If one has any knowledge of Norse mythology, or has seen a Marvel movie recently, the characters in the stories are familiar: Odin, Thor, and Loki. These are Gaiman’s interpretation of these characters’ lives. He starts at the creation of the world and tells through Ragnarok, or the ‘final destiny of the Gods’.
I enjoyed Gaiman’s telling of these myths. In his introduction he invites the reader to imagine the myths as your own, as he and countless others have done. The individual stories go quickly and are easy to follow. But if you have trouble remembering characters, there is a handy glossary in the back. I enjoyed it a lot, but there was nothing particularly memorable about it. Unless you are a fan of Norse mythology or Neil Gaiman, this probably isn’t the book for you.
This is another book that I judged by its cover. I love the minimalistic/screenprint vibe and the design of the title as well. After picking it up, I went to the subjects on the Library of Congress page and saw “Magic–Fiction” and “Quantum Theory–Fiction”, and that was all I needed to check it out.

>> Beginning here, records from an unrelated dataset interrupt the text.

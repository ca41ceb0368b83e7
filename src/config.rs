//! Reader configuration parameters
//!
//! All tunable parameters for one reader process.
//! Values come from defaults, an optional JSON file, then CLI overrides.

use std::path::PathBuf;
use std::time::Duration;

use log::warn;
use serde::{Deserialize, Serialize};

use crate::app::ports::ConfigError;
use crate::error::Error;
use crate::protocol::AckPolicy;
use crate::protocol::frame::{PORT_MAX, PORT_MIN, POWER_MAX_DBM, POWER_MIN_DBM};
use crate::tracker::GatePairs;

/// Core reader configuration
#[derive(Debug, Clone, PartialEq, Serialize, Deserialize)]
#[serde(default)]
pub struct ReaderConfig {
    // --- Link ---
    /// Serial device the reader is attached to
    pub serial_port: String,
    /// Serial baud rate
    pub baud_rate: u32,
    /// Per-read timeout on the serial device (milliseconds)
    pub read_timeout_ms: u64,
    /// Delay between an inventory command and reading its response (milliseconds)
    pub response_settle_ms: u64,
    /// Delay between the power-set command and reading its acknowledgement (milliseconds)
    pub power_settle_ms: u64,

    // --- Radio ---
    /// Transmit power (dBm, 10-33)
    pub power_dbm: u8,
    /// Antenna ports polled each tick, in order (1-8)
    pub antennas: Vec<u8>,
    /// Which power-set acknowledgement is accepted
    pub ack_policy: AckPolicy,

    // --- Timing ---
    /// Pause between scan ticks (milliseconds)
    pub scan_interval_ms: u64,

    // --- Movement ---
    /// Antenna pairs on opposite sides of a gate
    pub gate_pairs: Vec<[u8; 2]>,
    /// Re-confirmation threshold (seconds)
    pub timeout_secs: u64,

    // --- Output ---
    /// Source label stamped on every detection
    pub device_label: String,
    /// Directory holding the dated CSV logs
    pub log_dir: PathBuf,
    /// Topic detections are published on
    pub publish_topic: String,
}

impl Default for ReaderConfig {
    fn default() -> Self {
        Self {
            // Link
            serial_port: "/dev/ttyUSB0".into(),
            baud_rate: 57_600,
            read_timeout_ms: 100,
            response_settle_ms: 100,
            power_settle_ms: 200,

            // Radio
            power_dbm: 30,
            antennas: vec![1, 2, 7, 8],
            ack_policy: AckPolicy::Requested,

            // Timing
            scan_interval_ms: 100, // 10 Hz

            // Movement
            gate_pairs: vec![[1, 8]],
            timeout_secs: 3600, // 1 h

            // Output
            device_label: "Reader_1_coop_2".into(),
            log_dir: PathBuf::from("."),
            publish_topic: "rfid/coop".into(),
        }
    }
}

impl ReaderConfig {
    pub fn scan_interval(&self) -> Duration {
        Duration::from_millis(self.scan_interval_ms)
    }

    pub fn read_timeout(&self) -> Duration {
        Duration::from_millis(self.read_timeout_ms)
    }

    pub fn response_settle(&self) -> Duration {
        Duration::from_millis(self.response_settle_ms)
    }

    pub fn power_settle(&self) -> Duration {
        Duration::from_millis(self.power_settle_ms)
    }

    pub fn timeout(&self) -> Duration {
        Duration::from_secs(self.timeout_secs)
    }

    /// Build the gate table from the configured pairs.
    pub fn gates(&self) -> Result<GatePairs, Error> {
        let pairs: Vec<(u8, u8)> = self.gate_pairs.iter().map(|&[a, b]| (a, b)).collect();
        GatePairs::new(&pairs)
    }
}

/// Range-check every field.  Invalid values are rejected, never clamped.
pub fn validate_config(cfg: &ReaderConfig) -> Result<(), ConfigError> {
    if cfg.serial_port.trim().is_empty() {
        return Err(ConfigError::ValidationFailed("serial_port must not be empty"));
    }
    if cfg.baud_rate == 0 {
        return Err(ConfigError::ValidationFailed("baud_rate must be > 0"));
    }
    if !(POWER_MIN_DBM..=POWER_MAX_DBM).contains(&cfg.power_dbm) {
        return Err(ConfigError::ValidationFailed("power_dbm must be 10–33"));
    }
    if cfg.antennas.is_empty() {
        return Err(ConfigError::ValidationFailed(
            "antennas must list at least one port",
        ));
    }
    if cfg
        .antennas
        .iter()
        .any(|p| !(PORT_MIN..=PORT_MAX).contains(p))
    {
        return Err(ConfigError::ValidationFailed("antenna ports must be 1–8"));
    }
    if !(1..=60_000).contains(&cfg.scan_interval_ms) {
        return Err(ConfigError::ValidationFailed(
            "scan_interval_ms must be 1–60000",
        ));
    }
    if !(1..=10_000).contains(&cfg.read_timeout_ms) {
        return Err(ConfigError::ValidationFailed(
            "read_timeout_ms must be 1–10000",
        ));
    }
    if cfg.response_settle_ms > 10_000 || cfg.power_settle_ms > 10_000 {
        return Err(ConfigError::ValidationFailed(
            "settle delays must be at most 10000 ms",
        ));
    }
    if cfg.timeout_secs == 0 {
        return Err(ConfigError::ValidationFailed("timeout_secs must be > 0"));
    }
    if cfg.gates().is_err() {
        return Err(ConfigError::ValidationFailed(
            "gate_pairs must join distinct ports 1–8, each port in at most one pair",
        ));
    }
    if cfg.device_label.trim().is_empty() {
        return Err(ConfigError::ValidationFailed("device_label must not be empty"));
    }
    if cfg.publish_topic.trim().is_empty() {
        return Err(ConfigError::ValidationFailed("publish_topic must not be empty"));
    }
    Ok(())
}

/// Parse a comma-separated antenna list such as `"1,2,7,8"`.
///
/// Entries that are not integers or lie outside 1–8 are skipped with a
/// warning; duplicates keep their first position.
pub fn parse_antenna_list(list: &str) -> Vec<u8> {
    let mut ports = Vec::new();
    for entry in list.split(',') {
        let entry = entry.trim();
        if entry.is_empty() {
            continue;
        }
        match entry.parse::<u8>() {
            Ok(p) if (PORT_MIN..=PORT_MAX).contains(&p) => {
                if !ports.contains(&p) {
                    ports.push(p);
                }
            }
            _ => warn!("Ignoring antenna entry '{}' (expected 1–8)", entry),
        }
    }
    ports
}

V.E. Schwab’s A Darker Shade of Magic is the first in her Darker Shades trilogy. This series is set where four different universes are layered one on top of another, joining at London, England. Kell, who is one of the most powerful sorcerers in the world, can travel from universe to universe, but only laterally. He is from “Red” London, which is where magic thrives. He can either go one way into “Gray”, which is our London, or if he goes the other way from Red, he can go to “White” and then “Black”. (So Black, White, Red, Gray). Black London is shut off because magic overran them and they had to cut it off to stop it from ruining the rest of the worlds. Delilah Bard, a thief from Gray London, joins Kell on his quest to return an artifact to Black London and save all of the worlds.
Overall, I really enjoyed this novel. Schwab writes engaging prose and the story is fairly fast-paced. I would have loved a dictionary and/or maps for reference, but that’s because I’m used to it, not because it’s necessary. I love the blend of science and fantasy, and I can’t wait to see where she goes with the rest of the trilogy.